* **Required action**
Please report every line from the material that contains the word "RustEmbed".

※

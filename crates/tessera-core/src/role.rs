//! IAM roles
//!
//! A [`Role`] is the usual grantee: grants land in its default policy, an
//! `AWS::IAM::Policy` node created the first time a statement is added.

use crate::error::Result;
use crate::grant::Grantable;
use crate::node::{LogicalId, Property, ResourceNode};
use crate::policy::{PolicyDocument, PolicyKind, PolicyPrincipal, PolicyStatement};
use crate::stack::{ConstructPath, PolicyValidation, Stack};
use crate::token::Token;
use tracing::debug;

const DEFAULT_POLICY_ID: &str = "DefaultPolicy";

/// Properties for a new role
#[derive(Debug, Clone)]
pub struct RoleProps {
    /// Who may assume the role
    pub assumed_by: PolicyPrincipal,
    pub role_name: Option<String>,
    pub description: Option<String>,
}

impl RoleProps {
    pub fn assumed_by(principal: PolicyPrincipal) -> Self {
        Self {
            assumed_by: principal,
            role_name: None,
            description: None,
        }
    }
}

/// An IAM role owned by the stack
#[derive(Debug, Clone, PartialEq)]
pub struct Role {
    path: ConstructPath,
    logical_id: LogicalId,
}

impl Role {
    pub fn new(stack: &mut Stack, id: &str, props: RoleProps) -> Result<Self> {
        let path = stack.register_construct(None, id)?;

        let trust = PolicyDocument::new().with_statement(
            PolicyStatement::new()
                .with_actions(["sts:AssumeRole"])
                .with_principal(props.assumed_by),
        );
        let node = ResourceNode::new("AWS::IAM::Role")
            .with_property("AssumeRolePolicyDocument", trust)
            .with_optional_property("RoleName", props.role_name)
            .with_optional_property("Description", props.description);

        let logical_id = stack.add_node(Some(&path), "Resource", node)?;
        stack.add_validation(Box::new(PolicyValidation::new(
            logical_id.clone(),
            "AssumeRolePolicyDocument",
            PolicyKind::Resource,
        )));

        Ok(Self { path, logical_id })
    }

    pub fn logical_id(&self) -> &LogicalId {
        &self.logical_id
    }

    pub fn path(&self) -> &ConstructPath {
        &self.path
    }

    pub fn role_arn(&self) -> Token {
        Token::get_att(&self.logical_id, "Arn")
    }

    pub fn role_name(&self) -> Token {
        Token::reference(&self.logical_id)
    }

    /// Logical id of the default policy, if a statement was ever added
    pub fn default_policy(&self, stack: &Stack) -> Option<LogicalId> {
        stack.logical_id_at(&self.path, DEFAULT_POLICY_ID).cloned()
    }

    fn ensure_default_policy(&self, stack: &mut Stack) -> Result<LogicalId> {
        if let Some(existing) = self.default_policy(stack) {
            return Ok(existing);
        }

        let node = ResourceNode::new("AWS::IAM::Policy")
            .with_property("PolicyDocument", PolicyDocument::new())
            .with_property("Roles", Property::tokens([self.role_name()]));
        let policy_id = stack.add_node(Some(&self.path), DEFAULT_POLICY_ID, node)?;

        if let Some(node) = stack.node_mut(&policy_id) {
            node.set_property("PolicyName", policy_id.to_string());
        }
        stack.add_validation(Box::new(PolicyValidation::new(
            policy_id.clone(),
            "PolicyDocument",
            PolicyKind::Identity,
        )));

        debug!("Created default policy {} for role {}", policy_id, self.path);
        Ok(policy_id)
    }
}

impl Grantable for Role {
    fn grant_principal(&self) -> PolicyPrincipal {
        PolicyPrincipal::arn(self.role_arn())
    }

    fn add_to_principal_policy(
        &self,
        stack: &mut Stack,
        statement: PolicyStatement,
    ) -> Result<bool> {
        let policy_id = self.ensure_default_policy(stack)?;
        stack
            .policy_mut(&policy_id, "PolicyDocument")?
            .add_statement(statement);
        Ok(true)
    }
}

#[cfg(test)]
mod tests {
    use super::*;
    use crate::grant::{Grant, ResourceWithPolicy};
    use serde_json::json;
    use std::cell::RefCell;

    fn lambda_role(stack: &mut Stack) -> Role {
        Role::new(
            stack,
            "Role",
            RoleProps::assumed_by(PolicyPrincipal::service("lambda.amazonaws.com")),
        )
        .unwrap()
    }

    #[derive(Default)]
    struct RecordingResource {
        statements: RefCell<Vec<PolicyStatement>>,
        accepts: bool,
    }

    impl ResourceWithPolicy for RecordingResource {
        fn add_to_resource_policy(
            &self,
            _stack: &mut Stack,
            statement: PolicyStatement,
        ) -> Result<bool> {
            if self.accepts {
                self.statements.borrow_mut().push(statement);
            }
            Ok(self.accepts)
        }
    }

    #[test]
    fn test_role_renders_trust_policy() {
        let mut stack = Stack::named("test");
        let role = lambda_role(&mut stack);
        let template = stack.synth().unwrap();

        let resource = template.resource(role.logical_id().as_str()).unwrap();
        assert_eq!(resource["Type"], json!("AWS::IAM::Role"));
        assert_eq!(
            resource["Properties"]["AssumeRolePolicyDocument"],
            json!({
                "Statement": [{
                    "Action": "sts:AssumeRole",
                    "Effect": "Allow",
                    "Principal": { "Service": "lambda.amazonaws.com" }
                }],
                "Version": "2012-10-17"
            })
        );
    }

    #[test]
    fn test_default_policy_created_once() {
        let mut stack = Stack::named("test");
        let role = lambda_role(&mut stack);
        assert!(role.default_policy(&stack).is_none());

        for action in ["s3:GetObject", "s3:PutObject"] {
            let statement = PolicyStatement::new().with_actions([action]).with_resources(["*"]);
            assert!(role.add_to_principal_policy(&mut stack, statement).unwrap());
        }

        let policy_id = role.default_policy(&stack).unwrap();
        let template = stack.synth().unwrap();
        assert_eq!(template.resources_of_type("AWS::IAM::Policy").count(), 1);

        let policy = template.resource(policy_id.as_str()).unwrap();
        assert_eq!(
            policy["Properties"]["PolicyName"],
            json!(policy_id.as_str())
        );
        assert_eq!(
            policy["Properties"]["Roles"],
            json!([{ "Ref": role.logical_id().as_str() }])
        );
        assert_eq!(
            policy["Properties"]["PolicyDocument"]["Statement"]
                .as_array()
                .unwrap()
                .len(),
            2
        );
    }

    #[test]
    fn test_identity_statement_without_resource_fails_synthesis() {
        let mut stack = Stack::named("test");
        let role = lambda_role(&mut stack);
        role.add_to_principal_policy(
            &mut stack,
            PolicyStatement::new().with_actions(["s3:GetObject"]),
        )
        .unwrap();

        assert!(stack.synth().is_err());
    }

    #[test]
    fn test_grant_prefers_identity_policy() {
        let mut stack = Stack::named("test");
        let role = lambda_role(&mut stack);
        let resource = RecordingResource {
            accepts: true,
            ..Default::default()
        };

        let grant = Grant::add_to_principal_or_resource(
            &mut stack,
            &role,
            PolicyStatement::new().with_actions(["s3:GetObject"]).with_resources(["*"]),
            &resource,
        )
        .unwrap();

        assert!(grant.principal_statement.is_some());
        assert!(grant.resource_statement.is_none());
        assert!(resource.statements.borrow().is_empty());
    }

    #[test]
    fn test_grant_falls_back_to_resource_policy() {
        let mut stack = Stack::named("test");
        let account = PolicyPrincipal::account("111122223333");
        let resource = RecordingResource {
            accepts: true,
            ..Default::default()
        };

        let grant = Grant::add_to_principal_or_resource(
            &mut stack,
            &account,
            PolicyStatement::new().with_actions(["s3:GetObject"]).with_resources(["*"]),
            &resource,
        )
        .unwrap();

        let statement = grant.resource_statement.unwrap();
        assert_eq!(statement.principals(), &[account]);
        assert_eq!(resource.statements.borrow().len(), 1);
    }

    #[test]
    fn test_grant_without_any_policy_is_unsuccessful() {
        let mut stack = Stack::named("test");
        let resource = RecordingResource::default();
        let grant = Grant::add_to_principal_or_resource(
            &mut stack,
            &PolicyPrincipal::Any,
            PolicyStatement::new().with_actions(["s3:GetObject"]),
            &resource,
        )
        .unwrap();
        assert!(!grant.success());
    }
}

※

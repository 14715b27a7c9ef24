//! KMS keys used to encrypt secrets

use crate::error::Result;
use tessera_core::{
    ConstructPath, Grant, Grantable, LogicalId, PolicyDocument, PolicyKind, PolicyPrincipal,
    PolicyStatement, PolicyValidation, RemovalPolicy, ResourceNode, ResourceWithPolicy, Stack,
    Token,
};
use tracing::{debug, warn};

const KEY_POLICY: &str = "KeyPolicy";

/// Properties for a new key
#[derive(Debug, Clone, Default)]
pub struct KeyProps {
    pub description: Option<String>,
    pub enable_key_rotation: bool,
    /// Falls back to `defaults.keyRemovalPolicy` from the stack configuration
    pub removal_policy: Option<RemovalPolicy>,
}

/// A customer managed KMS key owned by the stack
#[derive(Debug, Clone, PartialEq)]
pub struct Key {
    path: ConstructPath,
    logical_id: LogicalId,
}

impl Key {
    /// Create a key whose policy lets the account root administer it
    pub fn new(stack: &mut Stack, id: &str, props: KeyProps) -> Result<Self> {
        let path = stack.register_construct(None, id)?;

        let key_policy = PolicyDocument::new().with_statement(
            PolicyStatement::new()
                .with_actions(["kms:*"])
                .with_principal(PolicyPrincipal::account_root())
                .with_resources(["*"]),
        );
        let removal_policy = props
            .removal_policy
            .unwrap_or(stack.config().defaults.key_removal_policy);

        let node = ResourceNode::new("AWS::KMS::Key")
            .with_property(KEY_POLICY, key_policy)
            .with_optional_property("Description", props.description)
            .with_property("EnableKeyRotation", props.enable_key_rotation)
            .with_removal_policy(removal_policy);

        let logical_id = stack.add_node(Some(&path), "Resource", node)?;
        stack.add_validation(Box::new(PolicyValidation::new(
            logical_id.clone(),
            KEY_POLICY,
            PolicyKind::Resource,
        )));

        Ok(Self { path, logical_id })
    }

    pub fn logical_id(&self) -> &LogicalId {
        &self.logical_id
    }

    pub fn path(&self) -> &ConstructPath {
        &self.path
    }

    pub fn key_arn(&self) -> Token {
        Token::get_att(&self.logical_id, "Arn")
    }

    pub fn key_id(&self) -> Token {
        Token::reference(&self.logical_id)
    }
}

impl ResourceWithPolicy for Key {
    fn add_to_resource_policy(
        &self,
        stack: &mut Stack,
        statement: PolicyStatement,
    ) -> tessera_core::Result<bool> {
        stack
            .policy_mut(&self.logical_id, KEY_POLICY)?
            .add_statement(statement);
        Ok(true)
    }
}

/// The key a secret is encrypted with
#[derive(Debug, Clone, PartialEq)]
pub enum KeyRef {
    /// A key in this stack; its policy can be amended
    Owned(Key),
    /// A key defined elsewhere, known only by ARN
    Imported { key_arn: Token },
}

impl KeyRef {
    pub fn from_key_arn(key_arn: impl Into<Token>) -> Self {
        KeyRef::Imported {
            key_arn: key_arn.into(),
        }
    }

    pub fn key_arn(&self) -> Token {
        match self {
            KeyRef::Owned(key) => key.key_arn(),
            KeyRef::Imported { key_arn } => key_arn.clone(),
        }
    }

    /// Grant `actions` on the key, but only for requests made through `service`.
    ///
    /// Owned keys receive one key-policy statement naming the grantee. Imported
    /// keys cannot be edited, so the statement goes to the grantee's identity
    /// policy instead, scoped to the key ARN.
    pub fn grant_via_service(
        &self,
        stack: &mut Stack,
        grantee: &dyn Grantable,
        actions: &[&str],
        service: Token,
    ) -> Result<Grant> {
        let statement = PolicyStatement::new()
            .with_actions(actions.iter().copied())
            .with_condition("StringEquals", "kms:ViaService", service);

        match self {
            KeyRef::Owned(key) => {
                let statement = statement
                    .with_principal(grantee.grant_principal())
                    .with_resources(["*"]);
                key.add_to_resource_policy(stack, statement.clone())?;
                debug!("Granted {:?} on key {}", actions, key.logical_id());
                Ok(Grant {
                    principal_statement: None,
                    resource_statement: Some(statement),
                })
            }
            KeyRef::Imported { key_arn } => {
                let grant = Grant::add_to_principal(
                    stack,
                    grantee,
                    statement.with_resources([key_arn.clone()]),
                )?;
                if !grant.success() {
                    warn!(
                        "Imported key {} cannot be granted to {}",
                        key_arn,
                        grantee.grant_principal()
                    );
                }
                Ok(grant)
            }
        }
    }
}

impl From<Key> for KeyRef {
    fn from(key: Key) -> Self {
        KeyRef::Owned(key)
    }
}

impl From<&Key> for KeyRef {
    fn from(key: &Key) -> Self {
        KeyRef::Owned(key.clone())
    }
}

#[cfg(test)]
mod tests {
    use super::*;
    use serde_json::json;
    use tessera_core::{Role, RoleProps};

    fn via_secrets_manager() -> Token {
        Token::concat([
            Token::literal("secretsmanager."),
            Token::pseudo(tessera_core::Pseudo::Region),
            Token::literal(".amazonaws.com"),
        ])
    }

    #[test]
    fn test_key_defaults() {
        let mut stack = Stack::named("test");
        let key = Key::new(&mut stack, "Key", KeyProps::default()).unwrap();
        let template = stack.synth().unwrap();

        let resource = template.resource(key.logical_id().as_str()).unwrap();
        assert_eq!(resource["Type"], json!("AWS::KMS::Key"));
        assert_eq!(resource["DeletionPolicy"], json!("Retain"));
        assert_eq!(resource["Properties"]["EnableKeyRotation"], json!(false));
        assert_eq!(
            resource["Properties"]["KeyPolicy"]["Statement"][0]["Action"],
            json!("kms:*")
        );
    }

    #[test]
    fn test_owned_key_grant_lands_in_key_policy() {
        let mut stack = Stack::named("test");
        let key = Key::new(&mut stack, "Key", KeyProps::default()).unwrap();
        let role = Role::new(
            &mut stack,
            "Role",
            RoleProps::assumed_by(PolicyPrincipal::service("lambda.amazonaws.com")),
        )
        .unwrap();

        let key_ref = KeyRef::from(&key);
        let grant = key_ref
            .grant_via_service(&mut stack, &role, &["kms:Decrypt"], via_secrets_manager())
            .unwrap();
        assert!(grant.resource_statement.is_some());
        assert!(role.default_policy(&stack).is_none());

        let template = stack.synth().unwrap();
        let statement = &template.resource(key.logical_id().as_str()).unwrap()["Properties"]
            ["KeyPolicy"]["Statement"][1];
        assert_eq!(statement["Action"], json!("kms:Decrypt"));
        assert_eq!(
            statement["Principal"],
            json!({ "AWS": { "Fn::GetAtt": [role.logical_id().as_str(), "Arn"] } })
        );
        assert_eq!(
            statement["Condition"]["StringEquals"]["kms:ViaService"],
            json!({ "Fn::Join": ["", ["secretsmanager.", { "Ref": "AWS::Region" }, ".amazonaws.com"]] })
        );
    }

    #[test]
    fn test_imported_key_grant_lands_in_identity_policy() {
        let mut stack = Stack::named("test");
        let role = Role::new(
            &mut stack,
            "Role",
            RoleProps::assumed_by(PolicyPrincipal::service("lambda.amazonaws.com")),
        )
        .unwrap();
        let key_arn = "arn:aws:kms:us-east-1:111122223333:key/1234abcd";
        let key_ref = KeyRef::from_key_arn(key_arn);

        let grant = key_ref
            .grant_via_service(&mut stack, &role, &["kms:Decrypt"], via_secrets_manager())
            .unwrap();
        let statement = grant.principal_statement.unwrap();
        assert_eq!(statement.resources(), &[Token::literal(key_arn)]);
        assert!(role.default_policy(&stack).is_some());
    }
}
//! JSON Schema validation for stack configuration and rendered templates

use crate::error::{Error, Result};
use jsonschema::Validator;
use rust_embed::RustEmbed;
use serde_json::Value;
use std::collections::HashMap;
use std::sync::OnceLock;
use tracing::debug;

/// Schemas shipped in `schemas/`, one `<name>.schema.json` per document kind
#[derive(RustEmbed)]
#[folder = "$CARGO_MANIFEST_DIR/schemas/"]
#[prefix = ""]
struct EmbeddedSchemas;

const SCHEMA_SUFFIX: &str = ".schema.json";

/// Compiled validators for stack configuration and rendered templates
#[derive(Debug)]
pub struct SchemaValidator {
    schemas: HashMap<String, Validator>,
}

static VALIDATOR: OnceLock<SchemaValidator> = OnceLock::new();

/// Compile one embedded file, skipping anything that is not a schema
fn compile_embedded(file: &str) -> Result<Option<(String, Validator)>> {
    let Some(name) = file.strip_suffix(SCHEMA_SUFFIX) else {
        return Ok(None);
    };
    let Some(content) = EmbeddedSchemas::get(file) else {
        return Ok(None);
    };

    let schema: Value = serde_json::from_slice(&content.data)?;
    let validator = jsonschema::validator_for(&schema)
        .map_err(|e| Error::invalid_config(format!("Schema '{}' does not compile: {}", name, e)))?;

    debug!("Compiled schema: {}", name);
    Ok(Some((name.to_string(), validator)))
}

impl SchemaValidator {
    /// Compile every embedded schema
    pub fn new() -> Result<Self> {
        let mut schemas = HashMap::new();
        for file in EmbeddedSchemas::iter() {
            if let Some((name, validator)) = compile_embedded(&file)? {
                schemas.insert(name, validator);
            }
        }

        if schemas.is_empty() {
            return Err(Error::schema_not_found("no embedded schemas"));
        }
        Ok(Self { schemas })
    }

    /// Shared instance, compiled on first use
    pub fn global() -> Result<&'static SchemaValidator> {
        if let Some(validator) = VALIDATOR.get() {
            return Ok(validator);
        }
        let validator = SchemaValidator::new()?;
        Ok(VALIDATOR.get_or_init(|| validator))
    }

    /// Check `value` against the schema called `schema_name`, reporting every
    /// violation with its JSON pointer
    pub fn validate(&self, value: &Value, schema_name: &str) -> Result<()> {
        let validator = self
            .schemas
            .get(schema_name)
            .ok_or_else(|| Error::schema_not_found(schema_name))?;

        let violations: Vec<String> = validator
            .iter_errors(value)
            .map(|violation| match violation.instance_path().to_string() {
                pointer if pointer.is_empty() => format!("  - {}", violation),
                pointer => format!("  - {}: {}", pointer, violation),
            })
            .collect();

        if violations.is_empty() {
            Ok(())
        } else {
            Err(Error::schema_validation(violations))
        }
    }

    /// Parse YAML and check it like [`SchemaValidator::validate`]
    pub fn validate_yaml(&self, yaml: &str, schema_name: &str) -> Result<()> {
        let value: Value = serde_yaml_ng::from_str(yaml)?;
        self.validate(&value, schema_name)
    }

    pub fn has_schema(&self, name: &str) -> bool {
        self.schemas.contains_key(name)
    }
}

※

* **Answer for the task**
use rust_embed::RustEmbed;
#[derive(RustEmbed)]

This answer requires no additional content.